*** Supplied data ***

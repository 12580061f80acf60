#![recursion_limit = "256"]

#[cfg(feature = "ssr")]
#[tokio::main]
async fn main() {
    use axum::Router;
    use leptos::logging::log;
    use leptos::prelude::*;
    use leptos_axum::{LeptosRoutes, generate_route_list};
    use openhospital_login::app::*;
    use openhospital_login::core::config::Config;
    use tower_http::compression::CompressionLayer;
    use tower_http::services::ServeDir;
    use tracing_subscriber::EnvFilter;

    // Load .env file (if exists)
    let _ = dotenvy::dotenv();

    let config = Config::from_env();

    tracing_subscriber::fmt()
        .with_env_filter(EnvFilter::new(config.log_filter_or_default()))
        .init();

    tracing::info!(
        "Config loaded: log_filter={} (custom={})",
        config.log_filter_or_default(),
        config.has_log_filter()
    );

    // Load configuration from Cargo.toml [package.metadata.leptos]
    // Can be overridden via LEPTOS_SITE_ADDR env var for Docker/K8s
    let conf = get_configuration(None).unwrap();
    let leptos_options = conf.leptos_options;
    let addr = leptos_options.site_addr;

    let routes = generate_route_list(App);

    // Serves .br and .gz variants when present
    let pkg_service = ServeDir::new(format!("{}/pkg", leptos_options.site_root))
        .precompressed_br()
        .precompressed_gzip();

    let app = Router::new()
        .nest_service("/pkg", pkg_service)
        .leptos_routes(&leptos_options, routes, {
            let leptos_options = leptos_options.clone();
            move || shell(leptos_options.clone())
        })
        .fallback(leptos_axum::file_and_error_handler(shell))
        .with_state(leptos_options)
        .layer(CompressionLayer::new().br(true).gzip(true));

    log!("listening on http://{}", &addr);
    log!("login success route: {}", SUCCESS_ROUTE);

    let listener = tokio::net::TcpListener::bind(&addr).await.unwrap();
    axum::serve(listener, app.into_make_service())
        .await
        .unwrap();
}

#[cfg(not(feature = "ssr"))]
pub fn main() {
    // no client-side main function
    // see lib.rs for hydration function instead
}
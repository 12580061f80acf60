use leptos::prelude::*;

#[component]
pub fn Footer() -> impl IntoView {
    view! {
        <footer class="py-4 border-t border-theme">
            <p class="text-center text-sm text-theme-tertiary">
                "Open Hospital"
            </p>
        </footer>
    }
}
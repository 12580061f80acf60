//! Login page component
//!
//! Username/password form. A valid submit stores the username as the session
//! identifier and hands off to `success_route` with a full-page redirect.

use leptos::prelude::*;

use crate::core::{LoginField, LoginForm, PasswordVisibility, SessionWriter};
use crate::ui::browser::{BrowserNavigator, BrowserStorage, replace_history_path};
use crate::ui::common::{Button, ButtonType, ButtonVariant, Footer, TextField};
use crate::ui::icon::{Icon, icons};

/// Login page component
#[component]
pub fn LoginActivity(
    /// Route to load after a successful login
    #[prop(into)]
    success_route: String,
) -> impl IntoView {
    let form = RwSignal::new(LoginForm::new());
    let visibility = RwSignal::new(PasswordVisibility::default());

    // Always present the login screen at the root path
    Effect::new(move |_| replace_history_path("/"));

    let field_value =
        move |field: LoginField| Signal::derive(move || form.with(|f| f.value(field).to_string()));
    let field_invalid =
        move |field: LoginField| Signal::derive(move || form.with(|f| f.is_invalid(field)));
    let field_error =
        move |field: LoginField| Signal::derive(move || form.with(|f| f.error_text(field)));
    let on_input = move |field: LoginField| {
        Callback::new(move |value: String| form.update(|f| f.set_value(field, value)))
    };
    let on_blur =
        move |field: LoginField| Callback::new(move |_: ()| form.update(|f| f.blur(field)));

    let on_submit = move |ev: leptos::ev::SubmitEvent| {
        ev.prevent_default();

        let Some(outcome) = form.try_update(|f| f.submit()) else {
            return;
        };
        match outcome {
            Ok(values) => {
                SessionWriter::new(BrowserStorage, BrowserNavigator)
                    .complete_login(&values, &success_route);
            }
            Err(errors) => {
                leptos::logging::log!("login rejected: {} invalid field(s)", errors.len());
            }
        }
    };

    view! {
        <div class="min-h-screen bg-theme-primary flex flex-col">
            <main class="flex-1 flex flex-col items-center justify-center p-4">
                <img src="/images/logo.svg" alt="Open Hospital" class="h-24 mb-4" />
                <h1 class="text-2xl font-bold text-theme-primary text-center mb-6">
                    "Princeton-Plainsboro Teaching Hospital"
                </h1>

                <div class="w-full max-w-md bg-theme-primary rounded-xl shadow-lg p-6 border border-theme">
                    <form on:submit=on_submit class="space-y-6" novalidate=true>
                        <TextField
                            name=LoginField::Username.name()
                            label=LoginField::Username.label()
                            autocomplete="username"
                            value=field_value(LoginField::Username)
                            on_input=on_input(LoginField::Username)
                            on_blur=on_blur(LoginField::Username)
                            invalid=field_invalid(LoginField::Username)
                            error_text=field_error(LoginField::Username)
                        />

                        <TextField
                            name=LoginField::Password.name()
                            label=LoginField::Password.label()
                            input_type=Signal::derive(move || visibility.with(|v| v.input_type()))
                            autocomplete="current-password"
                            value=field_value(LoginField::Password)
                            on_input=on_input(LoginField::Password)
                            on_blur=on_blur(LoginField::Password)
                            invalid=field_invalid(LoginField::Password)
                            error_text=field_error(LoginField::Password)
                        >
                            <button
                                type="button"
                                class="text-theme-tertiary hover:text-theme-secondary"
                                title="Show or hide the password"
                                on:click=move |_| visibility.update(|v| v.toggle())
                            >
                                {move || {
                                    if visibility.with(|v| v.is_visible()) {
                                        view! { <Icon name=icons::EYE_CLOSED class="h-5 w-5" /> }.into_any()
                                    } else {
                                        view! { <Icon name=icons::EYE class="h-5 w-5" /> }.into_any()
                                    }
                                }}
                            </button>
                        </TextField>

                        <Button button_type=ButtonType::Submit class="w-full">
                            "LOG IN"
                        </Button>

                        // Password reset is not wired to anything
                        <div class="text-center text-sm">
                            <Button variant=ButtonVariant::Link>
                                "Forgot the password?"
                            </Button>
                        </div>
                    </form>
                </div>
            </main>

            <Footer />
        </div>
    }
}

*** End of Supplied data ***

● **Activity**
Extract each entry in full and write it down exactly.

● **Task response**
repository 12580061f80acf60
#![recursion_limit = "256"]

#[cfg(feature = "ssr")]
#[tokio::main]
async fn main() {
    use axum::Router;
    use leptos::logging::log;
    use leptos::prelude::*;
    use leptos_axum::{LeptosRoutes, generate_route_list};
    use openhospital_login::app::*;
    use openhospital_login::core::config::Config;
    use tower_http::compression::CompressionLayer;
    use tower_http::services::ServeDir;
    use tracing_subscriber::EnvFilter;

    // Load .env file (if exists)
    let _ = dotenvy::dotenv();

    let config = Config::from_env();

    tracing_subscriber::fmt()
        .with_env_filter(EnvFilter::new(config.log_filter_or_default()))
        .init();

    tracing::info!(
        "Config loaded: log_filter={} (custom={})",
        config.log_filter_or_default(),
        config.has_log_filter()
    );

    // Load configuration from Cargo.toml [package.metadata.leptos]
    // Can be overridden via LEPTOS_SITE_ADDR env var for Docker/K8s
    let conf = get_configuration(None).unwrap();
    let leptos_options = conf.leptos_options;
    let addr = leptos_options.site_addr;

    let routes = generate_route_list(App);

    // Serves .br and .gz variants when present
    let pkg_service = ServeDir::new(format!("{}/pkg", leptos_options.site_root))
        .precompressed_br()
        .precompressed_gzip();

    let app = Router::new()
        .nest_service("/pkg", pkg_service)
        .leptos_routes(&leptos_options, routes, {
            let leptos_options = leptos_options.clone();
            move || shell(leptos_options.clone())
        })
        .fallback(leptos_axum::file_and_error_handler(shell))
        .with_state(leptos_options)
        .layer(CompressionLayer::new().br(true).gzip(true));

    log!("listening on http://{}", &addr);
    log!("login success route: {}", SUCCESS_ROUTE);

    let listener = tokio::net::TcpListener::bind(&addr).await.unwrap();
    axum::serve(listener, app.into_make_service())
        .await
        .unwrap();
}

#[cfg(not(feature = "ssr"))]
pub fn main() {
    // no client-side main function
    // see lib.rs for hydration function instead
}
repository 12580061f80acf60
use leptos::prelude::*;

#[component]
pub fn Footer() -> impl IntoView {
    view! {
        <footer class="py-4 border-t border-theme">
            <p class="text-center text-sm text-theme-tertiary">
                "Open Hospital"
            </p>
        </footer>
    }
}
repository 12580061f80acf60
//! Login page component
//!
//! Username/password form. A valid submit stores the username as the session
//! identifier and hands off to `success_route` with a full-page redirect.

use leptos::prelude::*;

use crate::core::{LoginField, LoginForm, PasswordVisibility, SessionWriter};
use crate::ui::browser::{BrowserNavigator, BrowserStorage, replace_history_path};
use crate::ui::common::{Button, ButtonType, ButtonVariant, Footer, TextField};
use crate::ui::icon::{Icon, icons};

/// Login page component
#[component]
pub fn LoginActivity(
    /// Route to load after a successful login
    #[prop(into)]
    success_route: String,
) -> impl IntoView {
    let form = RwSignal::new(LoginForm::new());
    let visibility = RwSignal::new(PasswordVisibility::default());

    // Always present the login screen at the root path
    Effect::new(move |_| replace_history_path("/"));

    let field_value =
        move |field: LoginField| Signal::derive(move || form.with(|f| f.value(field).to_string()));
    let field_invalid =
        move |field: LoginField| Signal::derive(move || form.with(|f| f.is_invalid(field)));
    let field_error =
        move |field: LoginField| Signal::derive(move || form.with(|f| f.error_text(field)));
    let on_input = move |field: LoginField| {
        Callback::new(move |value: String| form.update(|f| f.set_value(field, value)))
    };
    let on_blur =
        move |field: LoginField| Callback::new(move |_: ()| form.update(|f| f.blur(field)));

    let on_submit = move |ev: leptos::ev::SubmitEvent| {
        ev.prevent_default();

        let Some(outcome) = form.try_update(|f| f.submit()) else {
            return;
        };
        match outcome {
            Ok(values) => {
                SessionWriter::new(BrowserStorage, BrowserNavigator)
                    .complete_login(&values, &success_route);
            }
            Err(errors) => {
                leptos::logging::log!("login rejected: {} invalid field(s)", errors.len());
            }
        }
    };

    view! {
        <div class="min-h-screen bg-theme-primary flex flex-col">
            <main class="flex-1 flex flex-col items-center justify-center p-4">
                <img src="/images/logo.svg" alt="Open Hospital" class="h-24 mb-4" />
                <h1 class="text-2xl font-bold text-theme-primary text-center mb-6">
                    "Princeton-Plainsboro Teaching Hospital"
                </h1>

                <div class="w-full max-w-md bg-theme-primary rounded-xl shadow-lg p-6 border border-theme">
                    <form on:submit=on_submit class="space-y-6" novalidate=true>
                        <TextField
                            name=LoginField::Username.name()
                            label=LoginField::Username.label()
                            autocomplete="username"
                            value=field_value(LoginField::Username)
                            on_input=on_input(LoginField::Username)
                            on_blur=on_blur(LoginField::Username)
                            invalid=field_invalid(LoginField::Username)
                            error_text=field_error(LoginField::Username)
                        />

                        <TextField
                            name=LoginField::Password.name()
                            label=LoginField::Password.label()
                            input_type=Signal::derive(move || visibility.with(|v| v.input_type()))
                            autocomplete="current-password"
                            value=field_value(LoginField::Password)
                            on_input=on_input(LoginField::Password)
                            on_blur=on_blur(LoginField::Password)
                            invalid=field_invalid(LoginField::Password)
                            error_text=field_error(LoginField::Password)
                        >
                            <button
                                type="button"
                                class="text-theme-tertiary hover:text-theme-secondary"
                                title="Show or hide the password"
                                on:click=move |_| visibility.update(|v| v.toggle())
                            >
                                {move || {
                                    if visibility.with(|v| v.is_visible()) {
                                        view! { <Icon name=icons::EYE_CLOSED class="h-5 w-5" /> }.into_any()
                                    } else {
                                        view! { <Icon name=icons::EYE class="h-5 w-5" /> }.into_any()
                                    }
                                }}
                            </button>
                        </TextField>

                        <Button button_type=ButtonType::Submit class="w-full">
                            "LOG IN"
                        </Button>

                        // Password reset is not wired to anything
                        <div class="text-center text-sm">
                            <Button variant=ButtonVariant::Link>
                                "Forgot the password?"
                            </Button>
                        </div>
                    </form>
                </div>
            </main>

            <Footer />
        </div>
    }
}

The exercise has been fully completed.